All Through the Night, the new picture book from Polly Faber and illustrator Harriet Hobday, celebrates those who work for their communities during the night.
Polly Faber's grandfather set up the publishing house Faber & Faber so she grew up reading, and read more at university where she studied English and wrote and performed in comedies. After that, she trained as a midwife but stopped working when she had her own children; that's when she started to write her own books, including Picking Pickle and the Mango and Bambang books. Today she lives in North London with her husband and two sons.
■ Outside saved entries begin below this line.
//! Agent Registry
//!
//! Tracks registered agents, the connector used to reach each of them and
//! an index from task type id to the agent that serves it. Agents live in
//! process memory only and must re-register after a restart.

use std::collections::HashMap;
use std::sync::Arc;

use chrono::{DateTime, Utc};
use log::{debug, info, warn};
use parking_lot::RwLock;
use serde_json::Value;

use super::connector::{AgentConnector, AgentInfo, ConnectorFactory, TaskDefinition};
use crate::error::{EngineError, Result};

/// A registered agent together with its connector.
#[derive(Clone)]
pub struct AgentHandle {
    pub info: AgentInfo,
    pub registered_at: DateTime<Utc>,
    connector: Arc<dyn AgentConnector>,
}

impl AgentHandle {
    pub fn connector(&self) -> &Arc<dyn AgentConnector> {
        &self.connector
    }
}

impl std::fmt::Debug for AgentHandle {
    fn fmt(&self, f: &mut std::fmt::Formatter<'_>) -> std::fmt::Result {
        f.debug_struct("AgentHandle")
            .field("info", &self.info)
            .field("registered_at", &self.registered_at)
            .finish_non_exhaustive()
    }
}

#[derive(Default)]
struct RegistryState {
    agents: HashMap<String, AgentHandle>,
    /// task type id -> agent name
    task_index: HashMap<String, String>,
}

/// Shared registry of remote agents.
pub struct AgentRegistry {
    factory: Arc<dyn ConnectorFactory>,
    state: RwLock<RegistryState>,
}

impl AgentRegistry {
    pub fn new(factory: Arc<dyn ConnectorFactory>) -> Self {
        Self {
            factory,
            state: RwLock::new(RegistryState::default()),
        }
    }

    /// Connects to the agent, probes it and, only if the probe succeeds,
    /// stores it and indexes its task types.
    ///
    /// Re-registering under the same name replaces the previous entry. A
    /// task type already served by another agent moves to this one.
    pub async fn register_agent(&self, info: AgentInfo) -> Result<()> {
        let connector = self.factory.connect(&info).map_err(|e| {
            warn!("Failed to register agent {}: {}", info.name, e);
            e
        })?;

        if let Err(e) = connector.ping().await {
            warn!("Agent {} at {} failed its liveness probe: {}", info.name, info.address, e);
            return Err(e);
        }

        let name = info.name.clone();
        let mut state = self.state.write();
        state.task_index.retain(|_, owner| owner != &name);

        for task in &info.supported_tasks {
            if let Some(previous) = state.task_index.insert(task.id.clone(), name.clone()) {
                warn!(
                    "Task type '{}' moved from agent {} to agent {}",
                    task.id, previous, name
                );
            }
        }

        info!(
            "Registered agent {} v{} at {} using protocol {} ({} task types)",
            name,
            info.version,
            info.address,
            info.protocol,
            info.supported_tasks.len()
        );

        state.agents.insert(
            name,
            AgentHandle {
                info,
                registered_at: Utc::now(),
                connector,
            },
        );
        Ok(())
    }

    /// Removes an agent and every task type index entry pointing at it.
    /// Returns false when no agent had that name.
    pub fn unregister_agent(&self, name: &str) -> bool {
        let mut state = self.state.write();
        let removed = state.agents.remove(name).is_some();
        state.task_index.retain(|_, owner| owner != name);

        if removed {
            info!("Unregistered agent {}", name);
        } else {
            debug!("Ignoring unregister of unknown agent {}", name);
        }
        removed
    }

    /// Finds the agent currently serving `task_type`.
    pub fn get_agent_for_task_type(&self, task_type: &str) -> Option<AgentHandle> {
        let state = self.state.read();
        state
            .task_index
            .get(task_type)
            .and_then(|name| state.agents.get(name))
            .cloned()
    }

    pub fn get_agent(&self, name: &str) -> Option<AgentInfo> {
        self.state.read().agents.get(name).map(|handle| handle.info.clone())
    }

    pub fn is_registered(&self, name: &str) -> bool {
        self.state.read().agents.contains_key(name)
    }

    /// All registered agents, sorted by name.
    pub fn list_agents(&self) -> Vec<AgentInfo> {
        let mut agents: Vec<AgentInfo> = self
            .state
            .read()
            .agents
            .values()
            .map(|handle| handle.info.clone())
            .collect();
        agents.sort_by(|a, b| a.name.cmp(&b.name));
        agents
    }

    /// Task definitions of every indexed task type, sorted by id.
    pub fn list_task_definitions(&self) -> Vec<TaskDefinition> {
        let state = self.state.read();
        let mut definitions: Vec<TaskDefinition> = state
            .task_index
            .keys()
            .filter_map(|task_type| Self::lookup_definition(&state, task_type))
            .collect();
        definitions.sort_by(|a, b| a.id.cmp(&b.id));
        definitions
    }

    pub fn get_task_definition(&self, task_type: &str) -> Option<TaskDefinition> {
        Self::lookup_definition(&self.state.read(), task_type)
    }

    fn lookup_definition(state: &RegistryState, task_type: &str) -> Option<TaskDefinition> {
        let owner = state.task_index.get(task_type)?;
        state
            .agents
            .get(owner)?
            .info
            .supported_tasks
            .iter()
            .find(|task| task.id == task_type)
            .cloned()
    }

    /// Sends a start-task call to `agent` and returns the remote task id.
    pub async fn dispatch(
        &self,
        agent: &AgentHandle,
        task_type: &str,
        input: &HashMap<String, Value>,
    ) -> Result<String> {
        let task_id = agent
            .connector
            .start_task(task_type, input)
            .await
            .map_err(|e| match e {
                EngineError::Dispatch(_) | EngineError::ConnectorUnavailable(_) => e,
                other => EngineError::Dispatch(other.to_string()),
            })?;

        info!(
            "Dispatched task '{}' to agent {} as remote task {}",
            task_type, agent.info.name, task_id
        );
        Ok(task_id)
    }

    pub fn len(&self) -> usize {
        self.state.read().agents.len()
    }

    pub fn is_empty(&self) -> bool {
        self.len() == 0
    }
}

#[cfg(test)]
pub(crate) mod tests {
    use super::*;
    use async_trait::async_trait;
    use parking_lot::Mutex;
    use std::sync::atomic::{AtomicUsize, Ordering};

    /// Connector that records started tasks and hands out sequential ids.
    #[derive(Default)]
    pub struct RecordingConnector {
        pub alive: bool,
        pub started: Mutex<Vec<(String, HashMap<String, Value>)>>,
        next_id: AtomicUsize,
    }

    impl RecordingConnector {
        pub fn alive() -> Self {
            Self {
                alive: true,
                ..Self::default()
            }
        }
    }

    #[async_trait]
    impl AgentConnector for RecordingConnector {
        async fn ping(&self) -> Result<()> {
            if self.alive {
                Ok(())
            } else {
                Err(EngineError::ConnectorUnavailable("agent is down".to_string()))
            }
        }

        async fn start_task(&self, task_type: &str, input: &HashMap<String, Value>) -> Result<String> {
            self.started.lock().push((task_type.to_string(), input.clone()));
            let n = self.next_id.fetch_add(1, Ordering::SeqCst);
            Ok(format!("remote-{}", n))
        }
    }

    /// Factory handing out one shared connector per agent name.
    #[derive(Default)]
    pub struct StaticFactory {
        pub connectors: Mutex<HashMap<String, Arc<RecordingConnector>>>,
    }

    impl StaticFactory {
        pub fn with(name: &str, connector: RecordingConnector) -> Self {
            let factory = Self::default();
            factory.connectors.lock().insert(name.to_string(), Arc::new(connector));
            factory
        }
    }

    impl ConnectorFactory for StaticFactory {
        fn connect(&self, info: &AgentInfo) -> Result<Arc<dyn AgentConnector>> {
            let connector: Arc<dyn AgentConnector> = self
                .connectors
                .lock()
                .entry(info.name.clone())
                .or_insert_with(|| Arc::new(RecordingConnector::alive()))
                .clone();
            Ok(connector)
        }
    }

    #[tokio::test]
    async fn test_register_and_lookup() {
        let registry = AgentRegistry::new(Arc::new(StaticFactory::default()));
        let info = AgentInfo::new("billing", "localhost:9000")
            .with_task("payments.charge")
            .with_task("payments.refund");

        registry.register_agent(info).await.unwrap();

        assert!(registry.is_registered("billing"));
        assert_eq!(
            registry.get_agent_for_task_type("payments.refund").unwrap().info.name,
            "billing"
        );
        assert!(registry.get_agent_for_task_type("mail.send").is_none());
        assert_eq!(registry.list_task_definitions().len(), 2);
    }

    #[tokio::test]
    async fn test_failed_probe_registers_nothing() {
        let factory = StaticFactory::with("flaky", RecordingConnector::default());
        let registry = AgentRegistry::new(Arc::new(factory));

        let err = registry
            .register_agent(AgentInfo::new("flaky", "localhost:1").with_task("x"))
            .await
            .unwrap_err();

        assert!(matches!(err, EngineError::ConnectorUnavailable(_)));
        assert!(registry.is_empty());
        assert!(registry.get_agent_for_task_type("x").is_none());
    }

    #[tokio::test]
    async fn test_last_registration_wins() {
        let registry = AgentRegistry::new(Arc::new(StaticFactory::default()));
        registry
            .register_agent(AgentInfo::new("first", "a:1").with_task("shared").with_task("only.first"))
            .await
            .unwrap();
        registry
            .register_agent(AgentInfo::new("second", "b:1").with_task("shared"))
            .await
            .unwrap();

        assert_eq!(registry.get_agent_for_task_type("shared").unwrap().info.name, "second");
        assert_eq!(registry.get_agent_for_task_type("only.first").unwrap().info.name, "first");
    }

    #[tokio::test]
    async fn test_reregistration_replaces_task_types() {
        let registry = AgentRegistry::new(Arc::new(StaticFactory::default()));
        registry
            .register_agent(AgentInfo::new("svc", "a:1").with_task("old"))
            .await
            .unwrap();
        registry
            .register_agent(AgentInfo::new("svc", "a:1").with_task("new"))
            .await
            .unwrap();

        assert!(registry.get_agent_for_task_type("old").is_none());
        assert!(registry.get_agent_for_task_type("new").is_some());
        assert_eq!(registry.len(), 1);
    }

    #[tokio::test]
    async fn test_unregister_removes_index() {
        let registry = AgentRegistry::new(Arc::new(StaticFactory::default()));
        registry
            .register_agent(AgentInfo::new("svc", "a:1").with_task("t"))
            .await
            .unwrap();

        assert!(registry.unregister_agent("svc"));
        assert!(!registry.unregister_agent("svc"));
        assert!(registry.get_agent_for_task_type("t").is_none());
        assert!(registry.get_task_definition("t").is_none());
    }

    #[tokio::test]
    async fn test_dispatch_uses_connector() {
        let connector = RecordingConnector::alive();
        let factory = Arc::new(StaticFactory::with("svc", connector));
        let registry = AgentRegistry::new(factory.clone());
        registry
            .register_agent(AgentInfo::new("svc", "a:1").with_task("t"))
            .await
            .unwrap();

        let agent = registry.get_agent_for_task_type("t").unwrap();
        let mut input = HashMap::new();
        input.insert("k".to_string(), Value::from(1));
        let task_id = registry.dispatch(&agent, "t", &input).await.unwrap();

        assert_eq!(task_id, "remote-0");
        let recorded = factory.connectors.lock()["svc"].started.lock().clone();
        assert_eq!(recorded, vec![("t".to_string(), input)]);
    }
}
Harriet Hobday would spend hours drawing as a child, filling sketchbooks with imagined characters and scenes. Little did she know that she would become a (real!) Illustrator for a living. She studied Illustration at The Cambridge School of Art, lived in Edinburgh for a while, and has now returned home to Yorkshire, where she spends her days making books, causing havoc in the kitchen and watching videos of Elephant Shrews.
All Through the Night: The People Who Work While We Sleep (Nosy Crow Books)
All Through the Night is a celebration of the people who work for our communities during the night, when most of us are asleep. Written by Polly Faber, author of the Mango and Banmbang books, and illustrated by Harriet Hobday, it shows the kinds of jobs that need to be done at night time, and the people who do them.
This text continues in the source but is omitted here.